So do you believe we're in a recession? Retailers sure seem to, especially specialty retailers. In the kitchenware store, the season's usual large bundles of roasting pans and pie plates, while still available, are being supplemented by smaller displays of beckoning trinkets for inexpensive shopping fixes. If one is a classic movie fan, one remembers Audrey Hepburn and George Peppard in Breakfast at Tiffanys -- wherein, broke but shopping, they consider a platinum dream from a CrackerJack box as well as a silver telephone dialer. More practical (and, at around thirteen bucks, more economical) is the Microplane Multi-Citrus Tool, and I have to admit that I have succumbed.

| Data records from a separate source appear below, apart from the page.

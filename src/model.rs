//! Model loading: resolve the artifact, check the node contract, build an immutable plan.

use std::path::{Path, PathBuf};
use std::sync::Arc;
use thiserror::Error;
use tracing::info;
use tract_onnx::prelude::*;

use crate::config::ModelConfig;

#[derive(Debug, Error)]
pub enum ModelError {
    #[error("model artifact not found at {0}")]
    NotFound(PathBuf),
    #[error("no serving tags given for artifact directory {0}")]
    NoTags(PathBuf),
    #[error("failed to load model from {path}: {reason}")]
    Load { path: PathBuf, reason: String },
    #[error("input node '{0}' not found in graph")]
    MissingInput(String),
    #[error("output node '{0}' not found in graph")]
    MissingOutput(String),
    #[error("output node '{node}' has {outputs} output(s), slot {slot} requested")]
    MissingSlot {
        node: String,
        slot: usize,
        outputs: usize,
    },
    #[error("failed to prepare execution plan: {0}")]
    Plan(String),
}

/// Which graph nodes the predictor feeds and reads.
#[derive(Debug, Clone, PartialEq, Eq)]
pub struct ModelContract {
    pub input_node: String,
    pub output_node: String,
    pub output_slot: usize,
}

impl ModelContract {
    /// Checks the contract against a graph and returns the input and output
    /// outlets to bind. `lookup` maps a node name to its id and output count.
    fn bind<F>(&self, lookup: F) -> Result<(OutletId, OutletId), ModelError>
    where
        F: Fn(&str) -> Option<(usize, usize)>,
    {
        let (input, _) = lookup(&self.input_node)
            .ok_or_else(|| ModelError::MissingInput(self.input_node.clone()))?;
        let (output, outputs) = lookup(&self.output_node)
            .ok_or_else(|| ModelError::MissingOutput(self.output_node.clone()))?;
        if self.output_slot >= outputs {
            return Err(ModelError::MissingSlot {
                node: self.output_node.clone(),
                slot: self.output_slot,
                outputs,
            });
        }
        Ok((OutletId::new(input, 0), OutletId::new(output, self.output_slot)))
    }
}

/// A graph ready to execute. Loaded once and shared read-only.
pub struct LoadedModel {
    pub(crate) plan: Arc<TypedRunnableModel<TypedModel>>,
    contract: ModelContract,
}

impl std::fmt::Debug for LoadedModel {
    fn fmt(&self, f: &mut std::fmt::Formatter<'_>) -> std::fmt::Result {
        f.debug_struct("LoadedModel")
            .field("contract", &self.contract)
            .finish_non_exhaustive()
    }
}

impl LoadedModel {
    pub fn contract(&self) -> &ModelContract {
        &self.contract
    }

    /// Builds a plan from an already typed graph whose input node accepts `f64[1]`.
    #[cfg(test)]
    pub(crate) fn from_typed(mut model: TypedModel, contract: ModelContract) -> Result<Self, ModelError> {
        let (input, output) =
            contract.bind(|name| model.node_by_name(name).ok().map(|n| (n.id, n.outputs.len())))?;

        model
            .set_input_outlets(&[input])
            .and_then(|_| model.set_output_outlets(&[output]))
            .map_err(|e| ModelError::Plan(e.to_string()))?;

        let optimized = model
            .into_optimized()
            .map_err(|e| ModelError::Plan(e.to_string()))?;
        Self::from_optimized(optimized, contract)
    }

    fn from_optimized(model: TypedModel, contract: ModelContract) -> Result<Self, ModelError> {
        let plan = model
            .into_runnable()
            .map_err(|e| ModelError::Plan(e.to_string()))?
            .into();
        Ok(Self { plan, contract })
    }
}

/// Resolves the file to load: a direct `.onnx` path is used as-is, otherwise
/// the sorted tags joined with `-` name the variant inside the directory.
pub fn artifact_path(path: &Path, tags: &[String]) -> Result<PathBuf, ModelError> {
    if path.extension().is_some_and(|ext| ext == "onnx") {
        return Ok(path.to_path_buf());
    }
    if tags.is_empty() {
        return Err(ModelError::NoTags(path.to_path_buf()));
    }

    let mut tags: Vec<&str> = tags.iter().map(String::as_str).collect();
    tags.sort_unstable();
    tags.dedup();
    Ok(path.join(format!("{}.onnx", tags.join("-"))))
}

/// Loads the configured artifact and binds the contract nodes.
pub fn load(config: &ModelConfig) -> Result<LoadedModel, ModelError> {
    let path = artifact_path(Path::new(&config.path), &config.tags)?;
    if !path.is_file() {
        return Err(ModelError::NotFound(path));
    }

    info!(path = %path.display(), tags = ?config.tags, "Loading model");

    let load_err = |e: TractError| ModelError::Load {
        path: path.clone(),
        reason: e.to_string(),
    };

    let mut model = tract_onnx::onnx().model_for_path(&path).map_err(load_err)?;

    let contract = config.contract();
    let (input, output) =
        contract.bind(|name| model.node_by_name(name).ok().map(|n| (n.id, n.outputs.len())))?;

    model
        .set_input_outlets(&[input])
        .and_then(|_| model.set_output_outlets(&[output]))
        .and_then(|_| model.set_input_fact(0, f64::fact([1usize]).into()))
        .map_err(load_err)?;

    let optimized = model
        .into_optimized()
        .map_err(|e| ModelError::Plan(e.to_string()))?;
    LoadedModel::from_optimized(optimized, contract)
}

#[cfg(test)]
pub(crate) mod fixtures {
    use super::*;
    use prost::Message;
    use tract_onnx::pb::attribute_proto::AttributeType;
    use tract_onnx::pb::tensor_proto::DataType;
    use tract_onnx::pb::*;

    pub const INPUT: &str = "input_x";
    pub const OUTPUT: &str = "linear/linear_model/linear_model/linear_model/weighted_sum";

    pub fn contract() -> ModelContract {
        ModelContract {
            input_node: INPUT.to_string(),
            output_node: OUTPUT.to_string(),
            output_slot: 0,
        }
    }

    /// `f64[1] -> f32[1, 1]`, passing the value through.
    pub fn passthrough() -> TypedModel {
        let mut model = TypedModel::default();
        let x = model.add_source(INPUT, f64::fact([1usize])).unwrap();
        let cast = model
            .wire_node("cast", tract_onnx::tract_core::ops::cast::cast(f32::datum_type()), &[x])
            .unwrap();
        let out = model
            .wire_node(OUTPUT, tract_onnx::tract_core::ops::change_axes::AxisOp::Add(0), &cast)
            .unwrap();
        model.set_output_outlets(&out).unwrap();
        model
    }

    /// Output stays rank 1.
    pub fn rank_one() -> TypedModel {
        let mut model = TypedModel::default();
        let x = model.add_source(INPUT, f64::fact([1usize])).unwrap();
        let out = model
            .wire_node(OUTPUT, tract_onnx::tract_core::ops::cast::cast(f32::datum_type()), &[x])
            .unwrap();
        model.set_output_outlets(&out).unwrap();
        model
    }

    fn tensor_info(name: &str, elem_type: DataType, dims: &[i64]) -> ValueInfoProto {
        let dim = dims
            .iter()
            .map(|d| tensor_shape_proto::Dimension {
                value: Some(tensor_shape_proto::dimension::Value::DimValue(*d)),
                ..Default::default()
            })
            .collect();

        ValueInfoProto {
            name: name.to_string(),
            r#type: Some(TypeProto {
                value: Some(type_proto::Value::TensorType(type_proto::Tensor {
                    elem_type: elem_type as i32,
                    shape: Some(TensorShapeProto { dim }),
                })),
                ..Default::default()
            }),
            ..Default::default()
        }
    }

    /// Serialized ONNX graph: `Cast(to=float)` then `Unsqueeze(axes=[0])`,
    /// the same passthrough as [`passthrough`].
    pub fn onnx_passthrough() -> Vec<u8> {
        let cast = NodeProto {
            name: "cast".to_string(),
            op_type: "Cast".to_string(),
            input: vec![INPUT.to_string()],
            output: vec!["as_float".to_string()],
            attribute: vec![AttributeProto {
                name: "to".to_string(),
                r#type: AttributeType::Int as i32,
                i: DataType::Float as i64,
                ..Default::default()
            }],
            ..Default::default()
        };
        let unsqueeze = NodeProto {
            name: OUTPUT.to_string(),
            op_type: "Unsqueeze".to_string(),
            input: vec!["as_float".to_string()],
            output: vec!["prediction".to_string()],
            attribute: vec![AttributeProto {
                name: "axes".to_string(),
                r#type: AttributeType::Ints as i32,
                ints: vec![0],
                ..Default::default()
            }],
            ..Default::default()
        };

        ModelProto {
            ir_version: 7,
            opset_import: vec![OperatorSetIdProto {
                domain: String::new(),
                version: 11,
            }],
            graph: Some(GraphProto {
                name: "linear".to_string(),
                node: vec![cast, unsqueeze],
                input: vec![tensor_info(INPUT, DataType::Double, &[1])],
                output: vec![tensor_info("prediction", DataType::Float, &[1, 1])],
                ..Default::default()
            }),
            ..Default::default()
        }
        .encode_to_vec()
    }

    /// Output is rank 2 but still `f64`.
    pub fn wrong_type() -> TypedModel {
        let mut model = TypedModel::default();
        let x = model.add_source(INPUT, f64::fact([1usize])).unwrap();
        let out = model
            .wire_node(OUTPUT, tract_onnx::tract_core::ops::change_axes::AxisOp::Add(0), &[x])
            .unwrap();
        model.set_output_outlets(&out).unwrap();
        model
    }
}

As most slashfoodies know, zest is the outer skin of a citrus fruit, used as a flavoring agent in everything from sauces to baked goods, as well as a garnish. The zest contains a high concentration of the oil of the citrus fruit, which contributes a highly concentrated burst of both flavor and aroma. As experienced eaters know, there is no substitute for fresh zest -- a lemon pound cake, for example, will simply taste better if you add fresh zest. As experienced zesters know, the challenge while zesting is to get just that outer layer of skin without getting any of the white pith that separates the flesh of the fruit from the skin.
Once you get the hang of using it, the MPMCT creates a snowy zest with no -- I swear it, no -- bitter pith. This is because the zesting plate is fitted with dozens of tiny razor-like ridges that actually shave the zest off of the skin. The tool works on lemons, oranges and limes equally well. I even tried it on the unwieldy skin of a grapefruit, where it still performed, though with a bit more labor. It is correctly designed for the hand and fits very comfortably therein, but as a rightie I wonder if lefties will find it equally so -- the zesting plate is one-sided, so lefties who've tried it, leave commentary below to let us know how it works.
That said, for me the tool works fast and well: I can do an entire lemon in less than a minute; an orange in just over. The result is a sheet of wax paper sparkling with perfect flakes of color, flavor and aroma, just waiting to be swirled into a batter, scattered over a tandoori, or adhered to the rim of a margarita. The tool also does other cuts: curls to perch atop your cupcake or to hang off of your sidecar, strips to lay across your salad greens or your chicken breast, even scores for whole fruit to adorn your mantle or your turkey platter.
In using the MPMCT, I was reminded of an acquaintance who, working in the pastry kitchen of a famous restaurant, regularly had her scraps bucket audited to be sure she was zesting citrus to the corporate standard. I love that there are kitchens that take their zest that seriously. And I can also advise that, if the work stations in that professional kitchen had been equipped with the Microplane Multi-Citrus Tool, however zestful the cooking was, there would have been no worries about the zest.